■ Stored items from a collection ■
################

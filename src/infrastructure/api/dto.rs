use serde::{Deserialize, Serialize};

use crate::domain::entities::{Car, Pagination, UserProfile};

/// Body of `POST /auth/login`.
#[derive(Debug, Serialize)]
pub struct LoginBody<'a> {
    pub email: &'a str,
    pub password: &'a str,
}

/// Body of `POST /auth/register`.
#[derive(Debug, Serialize)]
pub struct RegisterBody<'a> {
    pub name: &'a str,
    pub email: &'a str,
    pub password: &'a str,
}

/// Successful login or registration response.
#[derive(Debug, Deserialize)]
pub struct AuthResponse {
    pub token: String,
    pub user: UserProfile,
}

/// `GET /cars` response.
#[derive(Debug, Deserialize)]
pub struct CarsResponse {
    #[serde(default)]
    pub cars: Vec<Car>,
    #[serde(default)]
    pub pagination: Option<Pagination>,
}

/// Error body of a rejected request. Some routes send `error`, some
/// `message`, some both.
#[derive(Debug, Default, Deserialize)]
pub struct ErrorResponse {
    #[serde(default)]
    pub error: Option<String>,
    #[serde(default)]
    pub message: Option<String>,
}

impl ErrorResponse {
    /// The first non-blank of `error` and `message`, or an empty string.
    pub fn into_message(self) -> String {
        [self.error, self.message]
            .into_iter()
            .flatten()
            .find(|text| !text.trim().is_empty())
            .unwrap_or_default()
    }
}
//! Pagination state of listing results.

use serde::{Deserialize, Serialize};

/// Half-width of the page-number window around the current page.
const WINDOW_RADIUS: u32 = 2;

/// Position within a paginated listing.
#[derive(Debug, Clone, Copy, PartialEq, Eq, Serialize, Deserialize)]
pub struct Pagination {
    /// Current page, 1-based.
    pub current: u32,
    /// Total number of pages; zero for an empty result.
    pub pages: u32,
    /// Total number of matching items.
    #[serde(default)]
    pub total: u64,
}

impl Default for Pagination {
    fn default() -> Self {
        Self {
            current: 1,
            pages: 1,
            total: 0,
        }
    }
}

impl Pagination {
    /// Creates pagination for page `current` of `pages`.
    #[must_use]
    pub const fn new(current: u32, pages: u32, total: u64) -> Self {
        Self {
            current,
            pages,
            total,
        }
    }

    /// Returns whether `page` is a selectable page number.
    #[must_use]
    pub const fn contains(&self, page: u32) -> bool {
        page >= 1 && page <= self.pages
    }

    /// Returns whether a page precedes the current one.
    #[must_use]
    pub const fn has_previous(&self) -> bool {
        self.current > 1
    }

    /// Returns whether a page follows the current one.
    #[must_use]
    pub const fn has_next(&self) -> bool {
        self.current < self.pages
    }

    /// Page numbers to show in the pager, see [`visible_pages`].
    #[must_use]
    pub fn visible_pages(&self) -> Vec<u32> {
        visible_pages(self)
    }
}

/// Sliding window of page numbers centred on the current page.
///
/// Spans `current - 2 ..= current + 2`, clipped to `1 ..= pages`.
#[must_use]
pub fn visible_pages(pagination: &Pagination) -> Vec<u32> {
    let start = pagination.current.saturating_sub(WINDOW_RADIUS).max(1);
    let end = pagination
        .current
        .saturating_add(WINDOW_RADIUS)
        .min(pagination.pages);

    (start..=end).collect()
}

/// One page of listing results.
#[derive(Debug, Clone, PartialEq)]
pub struct Page<T> {
    /// Records of this page.
    pub items: Vec<T>,
    /// Position of this page in the result set.
    pub pagination: Pagination,
}

impl<T> Page<T> {
    /// Bundles a page of records with its pagination.
    #[must_use]
    pub const fn new(items: Vec<T>, pagination: Pagination) -> Self {
        Self { items, pagination }
    }
}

################

A complete and exact repetition of the entries is required.

filename src/infrastructure/api/dto.rs
use serde::{Deserialize, Serialize};

use crate::domain::entities::{Car, Pagination, UserProfile};

/// Body of `POST /auth/login`.
#[derive(Debug, Serialize)]
pub struct LoginBody<'a> {
    pub email: &'a str,
    pub password: &'a str,
}

/// Body of `POST /auth/register`.
#[derive(Debug, Serialize)]
pub struct RegisterBody<'a> {
    pub name: &'a str,
    pub email: &'a str,
    pub password: &'a str,
}

/// Successful login or registration response.
#[derive(Debug, Deserialize)]
pub struct AuthResponse {
    pub token: String,
    pub user: UserProfile,
}

/// `GET /cars` response.
#[derive(Debug, Deserialize)]
pub struct CarsResponse {
    #[serde(default)]
    pub cars: Vec<Car>,
    #[serde(default)]
    pub pagination: Option<Pagination>,
}

/// Error body of a rejected request. Some routes send `error`, some
/// `message`, some both.
#[derive(Debug, Default, Deserialize)]
pub struct ErrorResponse {
    #[serde(default)]
    pub error: Option<String>,
    #[serde(default)]
    pub message: Option<String>,
}

impl ErrorResponse {
    /// The first non-blank of `error` and `message`, or an empty string.
    pub fn into_message(self) -> String {
        [self.error, self.message]
            .into_iter()
            .flatten()
            .find(|text| !text.trim().is_empty())
            .unwrap_or_default()
    }
}
//! Pagination state of listing results.

use serde::{Deserialize, Serialize};

/// Half-width of the page-number window around the current page.
const WINDOW_RADIUS: u32 = 2;

/// Position within a paginated listing.
#[derive(Debug, Clone, Copy, PartialEq, Eq, Serialize, Deserialize)]
pub struct Pagination {
    /// Current page, 1-based.
    pub current: u32,
    /// Total number of pages; zero for an empty result.
    pub pages: u32,
    /// Total number of matching items.
    #[serde(default)]
    pub total: u64,
}

impl Default for Pagination {
    fn default() -> Self {
        Self {
            current: 1,
            pages: 1,
            total: 0,
        }
    }
}

impl Pagination {
    /// Creates pagination for page `current` of `pages`.
    #[must_use]
    pub const fn new(current: u32, pages: u32, total: u64) -> Self {
        Self {
            current,
            pages,
            total,
        }
    }

    /// Returns whether `page` is a selectable page number.
    #[must_use]
    pub const fn contains(&self, page: u32) -> bool {
        page >= 1 && page <= self.pages
    }

    /// Returns whether a page precedes the current one.
    #[must_use]
    pub const fn has_previous(&self) -> bool {
        self.current > 1
    }

    /// Returns whether a page follows the current one.
    #[must_use]
    pub const fn has_next(&self) -> bool {
        self.current < self.pages
    }

    /// Page numbers to show in the pager, see [`visible_pages`].
    #[must_use]
    pub fn visible_pages(&self) -> Vec<u32> {
        visible_pages(self)
    }
}

/// Sliding window of page numbers centred on the current page.
///
/// Spans `current - 2 ..= current + 2`, clipped to `1 ..= pages`.
#[must_use]
pub fn visible_pages(pagination: &Pagination) -> Vec<u32> {
    let start = pagination.current.saturating_sub(WINDOW_RADIUS).max(1);
    let end = pagination
        .current
        .saturating_add(WINDOW_RADIUS)
        .min(pagination.pages);

    (start..=end).collect()
}

/// One page of listing results.
#[derive(Debug, Clone, PartialEq)]
pub struct Page<T> {
    /// Records of this page.
    pub items: Vec<T>,
    /// Position of this page in the result set.
    pub pagination: Pagination,
}

impl<T> Page<T> {
    /// Bundles a page of records with its pagination.
    #[must_use]
    pub const fn new(items: Vec<T>, pagination: Pagination) -> Self {
        Self { items, pagination }
    }
}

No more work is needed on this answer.